Collected data entries
//! Data Models
//!
//! Plain data structures shared across the crate.

pub mod shell_process;

pub use shell_process::{ProcessState, ShellProcess};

# Task to carry out
Print, exactly and only, the lines running from the one with "across the crate." to the end of the data above.

# Solution below
//! Plain data structures shared across the crate.

pub mod shell_process;

pub use shell_process::{ProcessState, ShellProcess};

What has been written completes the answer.